Most of the chaos, of course, comes from Washington, where the Trump Administration’s deals so far have raised average U.S. tariffs to 17.7% from recent levels below 2%. This will likely rise higher still when sectoral tariffs on pharmaceuticals or semiconductors take effect.
Corporate executives rightly complain about tariff uncertainty that may shift with the next Truth Social post, but the future is clearer than they realize. After decades of leading the world’s efforts to reduce tariff barriers, America’s new direction looks locked in. Even a Supreme Court ruling against the president’s use of emergency powers to justify tariffs will likely only drive him to deploy similar measures under different legal mechanisms to address unfair trading practices or threats to strategically important sectors. And regardless of what any future president may think of Trump, no Republican or Democrat will lightly abandon an estimated $2.4 trillion in extra revenues over the next decade, given the parlous state of federal finances.
The irony is that, even as key trading partners have signed Trump’s protectionist deals, they still don’t buy the trade philosophy he is selling.

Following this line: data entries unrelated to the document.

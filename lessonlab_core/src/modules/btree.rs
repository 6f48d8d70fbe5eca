//! B-tree insert and split.
//!
//! Keys are fed from a pending queue, one insert per tick. A node that
//! grows past `max_keys` splits around its median, which is promoted into
//! the parent. Only a root split adds a level, so every leaf always sits at
//! the same depth.
//!
//! Nodes live in an arena and refer to children by index, which keeps the
//! state a plain serializable value.

use crate::action::{ActionKind, ActionTable};
use crate::journal::StepCx;
use crate::module::{Machine, ModuleDescriptor, ModuleError};
use crate::snapshot::Snapshot;
use lessonlab_env::SimError;
use rand::seq::SliceRandom;
use rand::SeedableRng;
use rand_chacha::ChaCha8Rng;
use serde::{Deserialize, Serialize};
use std::collections::VecDeque;

pub const ID: &str = "btree";
pub const TITLE: &str = "How databases find data fast";

#[derive(Debug, Clone, Serialize, Deserialize)]
pub struct BTreeConfig {
    /// Keys a node may hold before it splits
    pub max_keys: usize,

    /// Insert order
    pub keys: Vec<i64>,
}

impl Default for BTreeConfig {
    fn default() -> Self {
        Self {
            max_keys: 3,
            keys: vec![10, 20, 5, 6, 12, 30, 7, 17, 3, 25, 40, 1],
        }
    }
}

impl BTreeConfig {
    /// A shuffled run of `1..=count`, reproducible from `seed`.
    pub fn shuffled(max_keys: usize, count: i64, seed: u64) -> Self {
        let mut keys: Vec<i64> = (1..=count).collect();
        keys.shuffle(&mut ChaCha8Rng::seed_from_u64(seed));
        Self { max_keys, keys }
    }

    pub fn validate(&self) -> Result<(), SimError> {
        if !(2..=16).contains(&self.max_keys) {
            return Err(SimError::config(format!("btree: max_keys {} outside 2..=16", self.max_keys)));
        }
        Ok(())
    }
}

#[derive(Debug, Clone, Default, PartialEq, Eq, Serialize, Deserialize)]
pub struct BNode {
    pub keys: Vec<i64>,

    /// Arena indices; empty for a leaf
    pub children: Vec<usize>,
}

impl BNode {
    pub fn is_leaf(&self) -> bool {
        self.children.is_empty()
    }
}

#[derive(Debug, Clone, PartialEq, Eq, Serialize, Deserialize)]
pub struct BTreeState {
    pub nodes: Vec<BNode>,
    pub root: usize,

    /// Levels, counting the root; a lone leaf has height 1
    pub height: usize,

    pub pending: VecDeque<i64>,
    pub size: usize,
    pub splits: u64,
    pub duplicates_rejected: u64,
    pub last_insert: Option<i64>,
}

impl BTreeState {
    /// Keys in sorted traversal order.
    pub fn in_order(&self) -> Vec<i64> {
        let mut out = Vec::with_capacity(self.size);
        self.walk(self.root, &mut out);
        out
    }

    fn walk(&self, id: usize, out: &mut Vec<i64>) {
        let node = &self.nodes[id];
        for (i, key) in node.keys.iter().enumerate() {
            if let Some(&child) = node.children.get(i) {
                self.walk(child, out);
            }
            out.push(*key);
        }
        if let Some(&last) = node.children.get(node.keys.len()) {
            self.walk(last, out);
        }
    }

    pub fn contains(&self, key: i64) -> bool {
        let mut id = self.root;
        loop {
            let node = &self.nodes[id];
            match node.keys.binary_search(&key) {
                Ok(_) => return true,
                Err(_) if node.is_leaf() => return false,
                Err(slot) => id = node.children[slot],
            }
        }
    }

    fn max_key(&self) -> Option<i64> {
        let mut id = self.root;
        while let Some(&last) = self.nodes[id].children.last() {
            id = last;
        }
        self.nodes[id].keys.last().copied()
    }
}

pub struct BTreeMachine {
    config: BTreeConfig,
}

impl BTreeMachine {
    pub fn new(config: BTreeConfig) -> Result<Self, SimError> {
        config.validate()?;
        Ok(Self { config })
    }

    pub fn standard() -> Self {
        Self {
            config: BTreeConfig::default(),
        }
    }

    fn insert(&self, state: &mut BTreeState, key: i64, cx: &mut StepCx<'_>) {
        // descend, remembering (node, slot) for each level above the leaf
        let mut path = Vec::with_capacity(state.height);
        let mut id = state.root;
        loop {
            let node = &state.nodes[id];
            match node.keys.binary_search(&key) {
                Ok(_) => {
                    state.duplicates_rejected += 1;
                    cx.info(format!("key {} already present; duplicate ignored", key));
                    return;
                }
                Err(slot) if node.is_leaf() => {
                    state.nodes[id].keys.insert(slot, key);
                    break;
                }
                Err(slot) => {
                    path.push((id, slot));
                    id = node.children[slot];
                }
            }
        }
        state.size += 1;
        state.last_insert = Some(key);
        cx.info(format!("inserted {}", key));

        while state.nodes[id].keys.len() > self.config.max_keys {
            let (median, right) = split(&mut state.nodes[id]);
            let right_id = state.nodes.len();
            state.nodes.push(right);
            state.splits += 1;

            match path.pop() {
                Some((parent, slot)) => {
                    let p = &mut state.nodes[parent];
                    p.keys.insert(slot, median);
                    p.children.insert(slot + 1, right_id);
                    cx.info(format!("node split; {} promoted to parent", median));
                    id = parent;
                }
                None => {
                    let new_root = state.nodes.len();
                    state.nodes.push(BNode {
                        keys: vec![median],
                        children: vec![id, right_id],
                    });
                    state.root = new_root;
                    state.height += 1;
                    cx.ok(format!("root split on {}; height now {}", median, state.height));
                    break;
                }
            }
        }
    }
}

/// Splits an overfull node around its median. Returns the median and the
/// new right sibling; `node` keeps the left half.
fn split(node: &mut BNode) -> (i64, BNode) {
    let mid = node.keys.len() / 2;
    let right_keys = node.keys.split_off(mid + 1);
    let median = node.keys.pop().unwrap_or_default();
    let right_children = if node.is_leaf() {
        Vec::new()
    } else {
        node.children.split_off(mid + 1)
    };
    (
        median,
        BNode {
            keys: right_keys,
            children: right_children,
        },
    )
}

impl Machine for BTreeMachine {
    type State = BTreeState;

    fn descriptor(&self) -> ModuleDescriptor {
        ModuleDescriptor {
            id: ID,
            title: TITLE,
            category: "backend",
        }
    }

    fn init(&self) -> BTreeState {
        BTreeState {
            nodes: vec![BNode::default()],
            root: 0,
            height: 1,
            pending: self.config.keys.iter().copied().collect(),
            size: 0,
            splits: 0,
            duplicates_rejected: 0,
            last_insert: None,
        }
    }

    fn transition(&self, state: &mut BTreeState, cx: &mut StepCx<'_>) -> Result<(), ModuleError> {
        match state.pending.pop_front() {
            Some(key) => self.insert(state, key, cx),
            None => cx.info(format!(
                "no keys pending; tree holds {} keys in {} levels",
                state.size, state.height
            )),
        }
        Ok(())
    }

    fn snapshot(state: &BTreeState) -> Snapshot {
        Snapshot::BTree(state.clone())
    }

    fn check(&self, state: &BTreeState) -> Result<(), String> {
        let keys = state.in_order();
        if keys.len() != state.size {
            return Err(format!("size {} but {} keys reachable", state.size, keys.len()));
        }
        if keys.windows(2).any(|w| w[0] >= w[1]) {
            return Err("keys out of order".to_string());
        }

        let mut stack = vec![(state.root, 1usize)];
        while let Some((id, depth)) = stack.pop() {
            let node = state.nodes.get(id).ok_or_else(|| format!("dangling child {}", id))?;
            if node.keys.len() > self.config.max_keys {
                return Err(format!("node {} holds {} keys", id, node.keys.len()));
            }
            if id != state.root && node.keys.is_empty() {
                return Err(format!("node {} is empty", id));
            }
            if node.is_leaf() {
                if depth != state.height {
                    return Err(format!("leaf {} at depth {}, height {}", id, depth, state.height));
                }
            } else {
                if node.children.len() != node.keys.len() + 1 {
                    return Err(format!("node {} has {} keys, {} children", id, node.keys.len(), node.children.len()));
                }
                stack.extend(node.children.iter().map(|&c| (c, depth + 1)));
            }
        }
        Ok(())
    }

    fn faults(&self) -> ActionTable<Self> {
        ActionTable::new()
            .with(
                "duplicate_insert",
                "Deliver the last insert again",
                ActionKind::OneShot,
                |_, state: &mut BTreeState, _| match state.last_insert {
                    Some(key) => {
                        state.pending.push_front(key);
                        Ok(format!("insert of {} will be delivered twice", key))
                    }
                    None => Ok("nothing inserted yet to duplicate".to_string()),
                },
            )
            .with(
                "ascending_burst",
                "Queue a burst of ascending keys",
                ActionKind::OneShot,
                |m: &BTreeMachine, state: &mut BTreeState, _| {
                    let top = state
                        .max_key()
                        .into_iter()
                        .chain(state.pending.iter().copied())
                        .max()
                        .unwrap_or(0);
                    let Some(start) = top.checked_add(1) else {
                        return Ok(format!("no keys left above {}", top));
                    };
                    let end = start.saturating_add(m.config.max_keys as i64);
                    for key in (start..=end).rev() {
                        state.pending.push_front(key);
                    }
                    Ok(format!("queued ascending keys {}..={}", start, end))
                },
            )
    }
}

#[cfg(test)]
mod tests {
    use super::*;
    use crate::journal::Journal;
    use crate::module::{Instance, Module};
    use proptest::prelude::*;

    fn drain(module: &mut Instance<BTreeMachine>) {
        let mut t = 0;
        while !module.state().pending.is_empty() {
            let mut journal = Journal::new(t);
            module.transition(t, &mut journal).unwrap();
            t += 1;
        }
    }

    fn machine(keys: Vec<i64>) -> Instance<BTreeMachine> {
        Instance::new(BTreeMachine::new(BTreeConfig { max_keys: 3, keys }).unwrap(), 0)
    }

    #[test]
    fn test_fourth_key_splits_root() {
        let mut module = machine(vec![1, 2, 3, 4]);
        drain(&mut module);

        let state = module.state();
        assert_eq!(state.height, 2);
        assert_eq!(state.nodes[state.root].keys, vec![3]);
        assert_eq!(state.in_order(), vec![1, 2, 3, 4]);
    }

    #[test]
    fn test_height_grows_only_on_root_split() {
        let mut module = machine((1..=30).collect());
        let mut t = 0;
        let mut height = module.state().height;
        while !module.state().pending.is_empty() {
            let mut journal = Journal::new(t);
            module.transition(t, &mut journal).unwrap();
            let now = module.state().height;
            assert!(now == height || now == height + 1);
            if now == height + 1 {
                assert!(journal.entries().iter().any(|e| e.message.contains("root split")));
            }
            height = now;
            t += 1;
        }
        assert!(height >= 3);
    }

    #[test]
    fn test_duplicate_insert_is_rejected() {
        let mut module = machine(vec![5, 9]);
        drain(&mut module);
        module.inject("duplicate_insert", 2).unwrap();
        drain(&mut module);

        assert_eq!(module.state().duplicates_rejected, 1);
        assert_eq!(module.state().size, 2);
    }

    #[test]
    fn test_ascending_burst_forces_right_edge_split() {
        let mut module = machine(vec![10, 20, 30]);
        drain(&mut module);
        module.inject("ascending_burst", 3).unwrap();
        assert_eq!(module.state().pending, VecDeque::from(vec![31, 32, 33, 34]));

        drain(&mut module);
        assert!(module.state().splits >= 2);
        assert_eq!(module.state().in_order(), vec![10, 20, 30, 31, 32, 33, 34]);
    }

    #[test]
    fn test_ascending_burst_near_key_limit() {
        let mut module = machine(vec![i64::MAX - 2]);
        drain(&mut module);
        let msg = module.inject("ascending_burst", 1).unwrap();
        assert_eq!(msg, format!("queued ascending keys {}..={}", i64::MAX - 1, i64::MAX));
        assert_eq!(module.state().pending, VecDeque::from(vec![i64::MAX - 1, i64::MAX]));

        drain(&mut module);
        let msg = module.inject("ascending_burst", 3).unwrap();
        assert!(msg.starts_with("no keys left"));
        assert!(module.state().pending.is_empty());
    }

    #[test]
    fn test_contains() {
        let mut module = Instance::new(BTreeMachine::standard(), 0);
        drain(&mut module);
        assert!(module.state().contains(17));
        assert!(!module.state().contains(18));
    }

    proptest! {
        #[test]
        fn test_tree_stays_sorted_and_balanced(
            keys in proptest::collection::vec(-50i64..50, 0..80),
            max_keys in 2usize..6,
        ) {
            let mut module = Instance::new(
                BTreeMachine::new(BTreeConfig { max_keys, keys: keys.clone() }).unwrap(),
                0,
            );
            let mut t = 0;
            while !module.state().pending.is_empty() {
                let mut journal = Journal::new(t);
                // check() runs after every insert
                prop_assert!(module.transition(t, &mut journal).is_ok());
                t += 1;
            }

            let mut expected = keys;
            expected.sort_unstable();
            expected.dedup();
            prop_assert_eq!(module.state().in_order(), expected);
        }

        #[test]
        fn test_shuffled_inserts_hold_every_key(
            seed in any::<u64>(),
            count in 1i64..120,
            max_keys in 2usize..8,
        ) {
            let mut module = Instance::new(BTreeMachine::new(BTreeConfig::shuffled(max_keys, count, seed)).unwrap(), seed);
            drain(&mut module);

            let state = module.state();
            prop_assert_eq!(state.size, count as usize);
            prop_assert_eq!(state.in_order(), (1..=count).collect::<Vec<_>>());
            prop_assert!(state.height >= 1);
        }
    }
}
//! LessonLab simulator CLI
//!
//! Runs the scripted lesson scenarios, lists the module registry, exports a
//! scenario session, or auto-runs one module on the wall clock.

use clap::Parser;
use lessonlab_env::TokioClock;
use lessonlab_sim::scenarios::ScenarioId;
use lessonlab_sim::scheduler::lock;
use lessonlab_sim::{Engine, EngineConfig, ScenarioResult, ScenarioRunner, Scheduler};
use std::process;
use std::time::Duration;
use tracing::{error, info, Level};
use tracing_subscriber::FmtSubscriber;

/// LessonLab simulation CLI
#[derive(Parser, Debug)]
#[command(name = "lessonlab-sim")]
#[command(about = "Drive LessonLab teaching modules from the command line", long_about = None)]
struct Args {
    /// Master seed for determinism (0 = random from time)
    #[arg(short, long, default_value = "42")]
    seed: u64,

    /// Number of consecutive seeds to test (for CI mode)
    #[arg(long, default_value = "1")]
    seeds: usize,

    /// Scenario to run (cpu_program, partition_majority, ..., all)
    #[arg(short = 'S', long, default_value = "all")]
    scenario: String,

    /// List modules and scenarios, then exit
    #[arg(short, long)]
    list: bool,

    /// JSON output for CI parsing
    #[arg(long)]
    json: bool,

    /// Export the scenario session to a JSON file
    #[arg(long)]
    export: Option<String>,

    /// Auto-run this module instead of running scenarios
    #[arg(long, value_name = "MODULE")]
    autorun: Option<String>,

    /// Ticks to auto-run
    #[arg(short, long, default_value = "20")]
    ticks: u64,

    /// Milliseconds between auto-run ticks
    #[arg(long, default_value = "500")]
    interval_ms: u64,

    /// Verbose output
    #[arg(short, long)]
    verbose: bool,
}

fn list_registry() {
    let engine = Engine::new(EngineConfig::default());
    for category in engine.registry().categories() {
        println!("{}:", category);
        for module in engine.list_modules(category) {
            println!("  {:<10} {}", module.id, module.title);
        }
    }
    println!();
    println!("scenarios:");
    for scenario in ScenarioId::all() {
        println!("  {:<20} {}", scenario.name(), scenario.description());
    }
}

/// Auto-runs `module` for `ticks` ticks through the scheduler.
fn autorun(module: &str, args: &Args, seed: u64) -> bool {
    let config = EngineConfig::default()
        .with_seed(seed)
        .with_tick_interval(Duration::from_millis(args.interval_ms));

    let runtime = match tokio::runtime::Builder::new_current_thread().enable_time().build() {
        Ok(runtime) => runtime,
        Err(e) => {
            error!("Failed to start runtime: {}", e);
            return false;
        }
    };

    runtime.block_on(async {
        let mut scheduler = Scheduler::new(Engine::new(config), TokioClock::shared());
        if let Err(e) = scheduler.mount(module) {
            error!("{}", e);
            return false;
        }
        info!("Auto-running {} for {} ticks every {}ms", module, args.ticks, args.interval_ms);
        if !scheduler.run_for(args.ticks) {
            return false;
        }
        scheduler.join().await;

        let engine = scheduler.engine();
        let engine = lock(&engine);
        match engine.current_snapshot().map(|s| s.to_json()) {
            Some(Ok(json)) => println!("{:#}", json),
            Some(Err(e)) => error!("{}", e),
            None => error!("no snapshot"),
        }
        for entry in engine.current_log() {
            println!("{}", entry);
        }
        !engine.current_log().iter().any(|e| e.is_violation())
    })
}

fn report(result: &ScenarioResult) {
    if result.passed {
        info!("✓ {} (seed={}) PASSED", result.scenario.name(), result.seed);
    } else {
        error!(
            "✗ {} (seed={}) FAILED: {}",
            result.scenario.name(),
            result.seed,
            result.failure_reason.as_deref().unwrap_or("unknown")
        );
    }
}

fn main() {
    let args = Args::parse();

    // Initialize logging
    let level = if args.verbose { Level::DEBUG } else { Level::INFO };
    let subscriber = FmtSubscriber::builder().with_max_level(level).finish();
    tracing::subscriber::set_global_default(subscriber).expect("Failed to set tracing subscriber");

    if args.list {
        list_registry();
        return;
    }

    let base_seed = if args.seed == 0 {
        std::time::SystemTime::now()
            .duration_since(std::time::UNIX_EPOCH)
            .map(|d| d.as_nanos() as u64)
            .unwrap_or(42)
    } else {
        args.seed
    };

    if let Some(module) = &args.autorun {
        if !autorun(module, &args, base_seed) {
            process::exit(1);
        }
        return;
    }

    if !args.json {
        info!("LessonLab simulator v{}", env!("CARGO_PKG_VERSION"));
    }

    let scenarios: Vec<ScenarioId> = if args.scenario == "all" {
        ScenarioId::all()
    } else {
        match args.scenario.parse() {
            Ok(scenario) => vec![scenario],
            Err(e) => {
                eprintln!("Error: {}", e);
                let names: Vec<&str> = ScenarioId::all().iter().map(|s| s.name()).collect();
                eprintln!("Available scenarios: {}, all", names.join(", "));
                process::exit(1);
            }
        }
    };

    if let Some(export_path) = &args.export {
        if scenarios.len() > 1 {
            eprintln!("Error: --export only supports a single scenario, not 'all'");
            process::exit(1);
        }

        let (result, export) = ScenarioRunner::new(base_seed).run_with_export(scenarios[0]);
        report(&result);
        match export.write_to_file(export_path) {
            Ok(()) => info!("Exported {} frames to {}", export.frames.len(), export_path),
            Err(e) => {
                error!("Failed to write export: {}", e);
                process::exit(1);
            }
        }
        if !result.passed {
            process::exit(1);
        }
        return;
    }

    let mut all_results: Vec<ScenarioResult> = Vec::new();
    for seed_offset in 0..args.seeds {
        let runner = ScenarioRunner::new(base_seed.wrapping_add(seed_offset as u64));
        for scenario in &scenarios {
            let result = runner.run(*scenario);
            if !args.json {
                report(&result);
            }
            all_results.push(result);
        }
    }

    let total = all_results.len();
    let failed: Vec<&ScenarioResult> = all_results.iter().filter(|r| !r.passed).collect();

    if args.json {
        let summary = serde_json::json!({
            "total": total,
            "passed": total - failed.len(),
            "failed": failed.len(),
            "results": all_results,
        });
        match serde_json::to_string_pretty(&summary) {
            Ok(json) => println!("{}", json),
            Err(e) => error!("Failed to encode summary: {}", e),
        }
    } else if failed.is_empty() {
        info!("All {} scenario runs passed", total);
    } else {
        error!("{}/{} scenario runs failed", failed.len(), total);
        for result in &failed {
            error!(
                "  - {} seed={}: {}",
                result.scenario.name(),
                result.seed,
                result.failure_reason.as_deref().unwrap_or("unknown")
            );
        }
    }

    if !failed.is_empty() {
        process::exit(1);
    }
}
//! Virtual clock implementing SimClock for deterministic auto-run.

use async_trait::async_trait;
use lessonlab_env::SimClock;
use std::sync::{Arc, Mutex, PoisonError};
use std::time::Duration;

/// Clock whose time only moves when someone sleeps on it or advances it.
///
/// A scheduler driven by this clock steps as fast as the runtime allows
/// while still reporting the virtual time each tick would have taken.
/// Clones share the same timeline.
#[derive(Debug, Clone, Default)]
pub struct VirtualClock {
    /// Nanoseconds since the clock was created
    time_ns: Arc<Mutex<u64>>,
}

impl VirtualClock {
    pub fn new() -> Self {
        Self::default()
    }

    /// Creates an Arc-wrapped clock for sharing.
    pub fn shared() -> Arc<Self> {
        Arc::new(Self::new())
    }

    pub fn advance(&self, duration: Duration) {
        let mut time = self.time_ns.lock().unwrap_or_else(PoisonError::into_inner);
        *time += duration.as_nanos() as u64;
    }

    pub fn set_time(&self, time_ns: u64) {
        *self.time_ns.lock().unwrap_or_else(PoisonError::into_inner) = time_ns;
    }

    pub fn time_ns(&self) -> u64 {
        *self.time_ns.lock().unwrap_or_else(PoisonError::into_inner)
    }
}

#[async_trait]
impl SimClock for VirtualClock {
    fn now(&self) -> Duration {
        Duration::from_nanos(self.time_ns())
    }

    async fn sleep(&self, duration: Duration) {
        self.advance(duration);
        // give a pending stop signal the chance to win the select
        tokio::task::yield_now().await;
    }
}

#[cfg(test)]
mod tests {
    use super::*;

    #[test]
    fn test_virtual_clock_advances() {
        let clock = VirtualClock::new();
        assert_eq!(clock.now(), Duration::ZERO);

        clock.advance(Duration::from_secs(1));
        clock.advance(Duration::from_millis(500));
        assert_eq!(clock.now(), Duration::from_millis(1500));

        clock.set_time(7);
        assert_eq!(clock.time_ns(), 7);
    }

    #[test]
    fn test_clones_share_time() {
        let a = VirtualClock::new();
        let b = a.clone();
        a.advance(Duration::from_secs(5));
        assert_eq!(a.now(), b.now());
    }

    #[tokio::test]
    async fn test_sleep_moves_time_instantly() {
        let clock = VirtualClock::new();
        clock.sleep(Duration::from_secs(3600)).await;
        assert_eq!(clock.now(), Duration::from_secs(3600));
    }
}
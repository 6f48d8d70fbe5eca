//! The module contract.
//!
//! Two layers:
//!
//! - [`Machine`] is what a lesson author writes: a typed state, a pure
//!   `init`, a one-step `transition`, and optional fault/control tables.
//! - [`Module`] is the object-safe face the engine mounts. [`Instance`]
//!   adapts any `Machine` into a `Module`, owning the state and enforcing
//!   snapshot discipline: every transition and action runs against a
//!   scratch copy that is committed only if it finishes and passes
//!   [`Machine::check`]. Observers never see a half-updated state.

use crate::action::{ActionCx, ActionSpec, ActionTable};
use crate::journal::{Journal, StepCx};
use crate::snapshot::Snapshot;
use lessonlab_env::{SimError, Tick};
use serde::Serialize;
use std::fmt::Debug;
use thiserror::Error;

/// Errors a module can report back to the engine.
#[derive(Debug, Clone, PartialEq, Eq, Error)]
pub enum ModuleError {
    /// The state failed its structural check
    #[error("Invalid state: {0}")]
    InvalidState(String),

    /// No action with this name in the module's tables
    #[error("Unknown action: {0}")]
    UnknownAction(String),

    /// A transition or action hit an internal inconsistency
    #[error("Internal failure: {0}")]
    Internal(String),
}

impl From<ModuleError> for SimError {
    fn from(err: ModuleError) -> Self {
        match err {
            ModuleError::UnknownAction(name) => SimError::UnknownAction(name),
            ModuleError::InvalidState(msg) => SimError::InvalidSnapshot(msg),
            ModuleError::Internal(msg) => SimError::InvalidSnapshot(msg),
        }
    }
}

/// Static identity of a module.
#[derive(Debug, Clone, Copy, PartialEq, Eq, Serialize)]
pub struct ModuleDescriptor {
    /// Registry id (e.g. `cpu`)
    pub id: &'static str,

    /// Human title
    pub title: &'static str,

    /// Registry category (e.g. `hardware`)
    pub category: &'static str,
}

/// A typed finite-state lesson model.
pub trait Machine: Send + Sized + 'static {
    /// The full world of this module at one instant.
    type State: Clone + PartialEq + Debug + Serialize + Send + 'static;

    fn descriptor(&self) -> ModuleDescriptor;

    /// Produces a valid starting state. Must be pure.
    fn init(&self) -> Self::State;

    /// Advances `state` by exactly one tick. Must be total and bounded.
    fn transition(&self, state: &mut Self::State, cx: &mut StepCx<'_>) -> Result<(), ModuleError>;

    /// Wraps a state into the tagged snapshot variant for this kind.
    fn snapshot(state: &Self::State) -> Snapshot;

    /// Structural validation run after every init, transition and action.
    fn check(&self, _state: &Self::State) -> Result<(), String> {
        Ok(())
    }

    /// Fault catalog. Empty by default.
    fn faults(&self) -> ActionTable<Self> {
        ActionTable::new()
    }

    /// Operator controls. Empty by default.
    fn controls(&self) -> ActionTable<Self> {
        ActionTable::new()
    }
}

/// Object-safe module interface the engine mounts.
///
/// Only `descriptor`, `init`, `transition` and `snapshot` are required; the
/// action surface defaults to empty catalogs.
pub trait Module: Send {
    fn descriptor(&self) -> ModuleDescriptor;

    /// Re-initializes internal state and returns the first snapshot.
    fn init(&mut self) -> Result<Snapshot, ModuleError>;

    /// Advances one tick, writing any log lines into `journal`.
    fn transition(&mut self, tick: Tick, journal: &mut Journal) -> Result<(), ModuleError>;

    /// Current snapshot.
    fn snapshot(&self) -> Snapshot;

    fn faults(&self) -> Vec<ActionSpec> {
        Vec::new()
    }

    /// Applies a fault and returns its description.
    fn inject(&mut self, name: &str, _tick: Tick) -> Result<String, ModuleError> {
        Err(ModuleError::UnknownAction(name.to_string()))
    }

    fn controls(&self) -> Vec<ActionSpec> {
        Vec::new()
    }

    /// Applies a control and returns its description.
    fn control(&mut self, name: &str, _tick: Tick) -> Result<String, ModuleError> {
        Err(ModuleError::UnknownAction(name.to_string()))
    }
}

/// A mounted [`Machine`]: configuration, live state and action tables.
pub struct Instance<M: Machine> {
    machine: M,
    seed: u64,
    state: M::State,
    faults: ActionTable<M>,
    controls: ActionTable<M>,

    /// Actions applied since the last init (feeds the action RNG)
    invocations: u64,
}

impl<M: Machine> Instance<M> {
    /// Creates an instance in its initial state.
    pub fn new(machine: M, seed: u64) -> Self {
        let state = machine.init();
        let faults = machine.faults();
        let controls = machine.controls();
        Self {
            machine,
            seed,
            state,
            faults,
            controls,
            invocations: 0,
        }
    }

    /// Creates a boxed instance ready for mounting.
    pub fn boxed(machine: M, seed: u64) -> Box<dyn Module> {
        Box::new(Self::new(machine, seed))
    }

    pub fn machine(&self) -> &M {
        &self.machine
    }

    pub fn state(&self) -> &M::State {
        &self.state
    }

    fn apply(&mut self, fault: bool, name: &str, tick: Tick) -> Result<String, ModuleError> {
        let table = if fault { &self.faults } else { &self.controls };
        let (spec, run) = table
            .get(name)
            .ok_or_else(|| ModuleError::UnknownAction(name.to_string()))?;

        let mut next = self.state.clone();
        let mut cx = ActionCx::new(self.seed, tick, self.invocations);
        let description = run(&self.machine, &mut next, &mut cx)?;
        self.machine
            .check(&next)
            .map_err(|e| ModuleError::InvalidState(format!("after {}: {}", spec.name, e)))?;

        self.state = next;
        self.invocations += 1;
        Ok(description)
    }
}

impl<M: Machine> Module for Instance<M> {
    fn descriptor(&self) -> ModuleDescriptor {
        self.machine.descriptor()
    }

    fn init(&mut self) -> Result<Snapshot, ModuleError> {
        let state = self.machine.init();
        self.machine
            .check(&state)
            .map_err(|e| ModuleError::InvalidState(format!("after init: {}", e)))?;
        self.state = state;
        self.invocations = 0;
        Ok(M::snapshot(&self.state))
    }

    fn transition(&mut self, tick: Tick, journal: &mut Journal) -> Result<(), ModuleError> {
        let mut next = self.state.clone();
        let result = {
            let mut cx = StepCx::new(self.seed, journal);
            self.machine.transition(&mut next, &mut cx)
        };

        let result = result.and_then(|_| {
            self.machine
                .check(&next)
                .map_err(|e| ModuleError::InvalidState(format!("after tick {}: {}", tick, e)))
        });

        match result {
            Ok(()) => {
                self.state = next;
                Ok(())
            }
            Err(e) => {
                journal.discard();
                Err(e)
            }
        }
    }

    fn snapshot(&self) -> Snapshot {
        M::snapshot(&self.state)
    }

    fn faults(&self) -> Vec<ActionSpec> {
        self.faults.specs()
    }

    fn inject(&mut self, name: &str, tick: Tick) -> Result<String, ModuleError> {
        self.apply(true, name, tick)
    }

    fn controls(&self) -> Vec<ActionSpec> {
        self.controls.specs()
    }

    fn control(&mut self, name: &str, tick: Tick) -> Result<String, ModuleError> {
        self.apply(false, name, tick)
    }
}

Canada and China retaliated against Trump’s tariffs, but most other countries have understood that retaliation only further distorts prices. Indeed, a brave few, including the E.U. and Japan, have even chosen to accept so-called “reciprocal” tariffs on their exports to the U.S., while slashing their own tariffs to zero on some U.S. imports. In one telling, they caved to U.S. pressure. But they have also just delivered their voters a tax cut, without widening their budget deficits.
Meanwhile, if Trump’s protectionism has badly damaged the WTO’s efforts to negotiate and enforce free trade rules, individual members clearly still understand the advantages of slashing tariffs. The European Union, which was founded on open market principles, just completed an agreement with Indonesia that reduces tariffs to zero on 80% of imports. Talks continue with India, Australia, and Mercosur, which includes South American countries like Brazil, Argentina, and Uruguay. Canada is in free-trade talks with the Southeast Asian economies of ASEAN. Japan is negotiating with the Gulf states.
Awkwardly for Starmer this week, the U.K. signed a free trade agreement with India over the summer, just before Trump slapped 50% tariffs on Indian imports as punishment for its Russian oil purchases. Even more awkwardly, British negotiators were the first non-Pacific country to join what was once the Trans-Pacific Partnership, which Trump renounced as a disaster on the first day of his first term.
Trump’s backers argue that America needs tough medicine to bring back the manufacturing jobs that were lost to free trade. Other developed economies have seen their manufacturing sectors shrink in recent decades, but they seem to understand that more of those jobs were lost to automation than to trade policy. They also seem to realize that turning back the clock to pre-war protectionism isn’t the solution—and that free trade is here to stay.
It will be terribly expensive for America if that’s the case. And it will be harder than ever to correct Trump’s mistakes.